Таково первое впечатление о сборнике Е. Игнатовой “Ранний снег”, где стихи выстроены без оглядки на время и место их написания. Просто четыре раздела, обозначенные римскими цифрами, разделяющими на примерно равные части массив стихов этой не такой уж большой 200-страничной книги. Стихи о горькой, больной любви, открывающие первый раздел, граничат с “крымскими” стихами, которые, в свою очередь, стыкуются с петербуржскими (“Памяти Любови Дельмас”), потом являются “Стихи сыну”, “Родственники” и финальное стихотворение раздела, играющее роль итогового. Ибо и не стихотворение оно, а “плач о доме”, переходящий в молитву: “Господи, если все так, как мы верим, / верни ей тех, кого она кличет, / о ком плачет в смертном тумане: / о папеньке, маме…” (“Долгая жизнь завершается плачем…”).
Действительно, на книге стоит посвящение: “Памяти мамы”, и, кажется, что для читателя задача разрешена — эта книга о родине, прежде всего, малой, “большая” же покинута в 1990 году, ввиду отъезда в Израиль, в священный Иерусалим. Но как можно подытожить сложность чувств и строк, которые предстают задачей для непосвященных в обстоятельства жизни и творчества Е. Игнатовой? Впрочем, Иосиф Бродский, старший современник поэтессы и тоже ленинградец, горячо возражает спорному тезису о зависимости творчества от биографии писателя, как и вообще от всяких внешних влияний. “Поэт сочиняет из-за языка, а не из-за того, что “она ушла””, — категорически заявлял он своему собеседнику С. Волкову.

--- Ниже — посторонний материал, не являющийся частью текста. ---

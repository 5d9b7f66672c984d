//! Persistence boundary for the signaling layer.
//!
//! The router talks to storage only through these traits, so the core can
//! be exercised in tests with in-memory fakes and no database. The
//! production implementation forwards to the repository layer.

use async_trait::async_trait;
use studyhall_common::HallResult;
use studyhall_common::models::room::RoomRecord;
use uuid::Uuid;

/// Access-control slice of the durable room record, consulted once at
/// join time.
#[async_trait]
pub trait RoomDirectory: Send + Sync {
    async fn room_record(&self, room_id: Uuid) -> HallResult<Option<RoomRecord>>;
}

/// Best-effort mirror of live presence into durable participant rows.
/// Failures are logged by the caller and never block the signaling path.
#[async_trait]
pub trait PresenceStore: Send + Sync {
    async fn set_online(&self, room_id: Uuid, user_id: Uuid, online: bool) -> HallResult<()>;
}

/// Durable chat and pin writes. Chat persistence runs in parallel with
/// the live relay; pin persistence gates the pin broadcast.
#[async_trait]
pub trait ChatStore: Send + Sync {
    async fn persist_message(
        &self,
        message_id: Uuid,
        room_id: Uuid,
        user_id: Uuid,
        content: &str,
    ) -> HallResult<()>;

    /// Returns the stored pin's id.
    async fn persist_pin(
        &self,
        room_id: Uuid,
        message_id: Uuid,
        pinned_by: Uuid,
    ) -> HallResult<Uuid>;
}

/// Database-backed implementation of the whole boundary.
#[derive(Clone)]
pub struct DbStore {
    db: studyhall_db::Database,
}

impl DbStore {
    pub fn new(db: studyhall_db::Database) -> Self {
        Self { db }
    }
}

#[async_trait]
impl RoomDirectory for DbStore {
    async fn room_record(&self, room_id: Uuid) -> HallResult<Option<RoomRecord>> {
        Ok(studyhall_db::repository::rooms::room_record(&self.db.pool, room_id).await?)
    }
}

#[async_trait]
impl PresenceStore for DbStore {
    async fn set_online(&self, room_id: Uuid, user_id: Uuid, online: bool) -> HallResult<()> {
        studyhall_db::repository::rooms::set_participant_online(
            &self.db.pool,
            room_id,
            user_id,
            online,
        )
        .await?;
        Ok(())
    }
}

#[async_trait]
impl ChatStore for DbStore {
    async fn persist_message(
        &self,
        message_id: Uuid,
        room_id: Uuid,
        user_id: Uuid,
        content: &str,
    ) -> HallResult<()> {
        studyhall_db::repository::messages::insert_room_message(
            &self.db.pool,
            message_id,
            room_id,
            user_id,
            content,
        )
        .await?;
        Ok(())
    }

    async fn persist_pin(
        &self,
        room_id: Uuid,
        message_id: Uuid,
        pinned_by: Uuid,
    ) -> HallResult<Uuid> {
        let pin = studyhall_db::repository::messages::insert_pin(
            &self.db.pool,
            room_id,
            message_id,
            pinned_by,
        )
        .await?;
        Ok(pin.id)
    }
}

Но Е. Игнатова “сочиняет” в этих первых стихах своей книги как раз потому, что “он ушел”. И это не просто факт, глагол + существительное, а событие глобальное, как время года: “Осенью осыпается лицо твое, как сад, / по листьям пролетел последний ветер”, и “листья теплых губ” любимого “рассыплются в мертвенном беспорядке”.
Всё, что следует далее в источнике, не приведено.